Don Quijote recuperaba el pasado como presente y lo proponía como futuro.

Comprendemos que se diera tan apasionadamente a los libros de caballerías. Un humilde hidalgo como él no tenía más horizonte que el mantenimiento de su rango y, por ahí, la pervivencia del pasado. Los relatos caballerescos le ofrecían la visión quimérica, idealizada hasta el desatino, de un mundo en que un pequeño noble podía realizar las más estupendas hazañas y alcanzar las cimas más altas, conformando siempre la realidad de acuerdo con las virtudes y valores, de indudable atractivo (la justicia, el heroísmo, el amor, la belleza...), que teóricamente habían dado a los antepasados de DQ el statusque ahora tan penosamente le tocaba a él preservar.

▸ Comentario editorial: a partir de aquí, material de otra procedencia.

//! What the engine asks of the rendered surface.
//!
//! The engine never touches a DOM; every tick and every interaction returns a
//! small batch of [`SurfaceCommand`]s that a front-end applies in order.

use crate::constants::{SHINE_MIN_OPACITY, SHINE_OPACITY_PER_UNIT};
use glam::{DMat4, DVec2, DVec3};
use smallvec::SmallVec;
use std::f64::consts::FRAC_PI_2;

pub type Commands = SmallVec<[SurfaceCommand; 4]>;

/// Layout rectangle in viewport coordinates.
#[derive(Clone, Copy, Debug, Default, PartialEq)]
pub struct Rect {
    pub left: f64,
    pub top: f64,
    pub width: f64,
    pub height: f64,
}

impl Rect {
    pub fn new(left: f64, top: f64, width: f64, height: f64) -> Self {
        Self {
            left,
            top,
            width,
            height,
        }
    }
    pub fn position(&self) -> DVec2 {
        DVec2::new(self.left, self.top)
    }
    pub fn size(&self) -> DVec2 {
        DVec2::new(self.width, self.height)
    }
    pub fn center(&self) -> DVec2 {
        self.position() + self.size() * 0.5
    }
}

/// Two-stop highlight described in polar form.
#[derive(Clone, Copy, Debug, PartialEq)]
pub struct Gradient {
    /// Radians, CSS `linear-gradient` convention.
    pub angle: f64,
    pub opacity: f64,
}

impl Gradient {
    /// Derive the highlight from the current look point.
    pub fn from_look_point(look: DVec3) -> Self {
        let angle = look.y.atan2(look.x) + FRAC_PI_2;
        let len = look.x.hypot(look.y);
        Self {
            angle,
            opacity: (len * SHINE_OPACITY_PER_UNIT).abs().max(SHINE_MIN_OPACITY),
        }
    }

    pub fn css(&self) -> String {
        format!(
            "linear-gradient({}rad, rgba(255,255,255,{o}) 0%, rgba(255,255,255,{o}) 5%, rgba(255,255,255,0) 80%)",
            self.angle,
            o = self.opacity
        )
    }
}

/// Explicit on-screen placement used while a card is enlarged.
#[derive(Clone, Copy, Debug, PartialEq)]
pub struct Placement {
    /// Top-left corner in viewport coordinates.
    pub position: DVec2,
    /// Unscaled layout size of the card.
    pub size: DVec2,
    /// Scale applied about the top-left corner.
    pub scale: f64,
}

/// Lifecycle notifications fired when a tween settles.
#[derive(Clone, Copy, Debug, PartialEq, Eq)]
pub enum Lifecycle {
    Enlarged,
    Collapsed,
}

#[derive(Clone, Debug, PartialEq)]
pub enum SurfaceCommand {
    /// Per-frame transform and highlight.
    Render { matrix: DMat4, gradient: Gradient },
    /// Identity transform, highlight cleared.
    Reset,
    /// Ask the front-end to call back after `delay_ms` to resolve a reset.
    ScheduleReset { delay_ms: f64 },
    Hover(bool),
    Place(Placement),
    ClearPlacement,
    LockScroll,
    UnlockScroll,
    InsertBackdrop,
    RemoveBackdrop,
    /// Attach (`true`) or detach the 3D depth styling on the transformer.
    Depth(bool),
    Notify(Lifecycle),
}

No puede sorprendernos que el ensueño se impusiera a la evidencia, y de leer libros de caballerías pasara a proyectar escribirlos y al cabo a vivirlos. Más de uno los había leído como crónicas veraces (las fronteras de la ficción, sobre todo en prosa, distaban aún de estar claras), a más de uno lo habían estimulado a la acción, y no faltaban algunos a quienes habían llevado al desvarío (I, 1, 40, n. 41). Al «honrado ... Quijana» lo hicieron enloquecer, porque su temperamento lo favorecía (I, 1, 36, n. 15). Pero también había razones para la sinrazón de dar por históricas las fantasías caballerescas y creer posible resucitarlas a la altura del 1600: a la ínfima nobleza en descomposición, la caballería andante de DQ le devolvía la libertad y la esperanza, haciéndola otra vez dueña de sí misma y otorgándole un papel de relieve en la sociedad; ascendía inmediatamente de grado al mismo protagonista, quien de hidalgo se convertía en caballero y ganaba el don que no tenía; y, en definitiva, recuperaba el pasado como presente y lo proponía como futuro.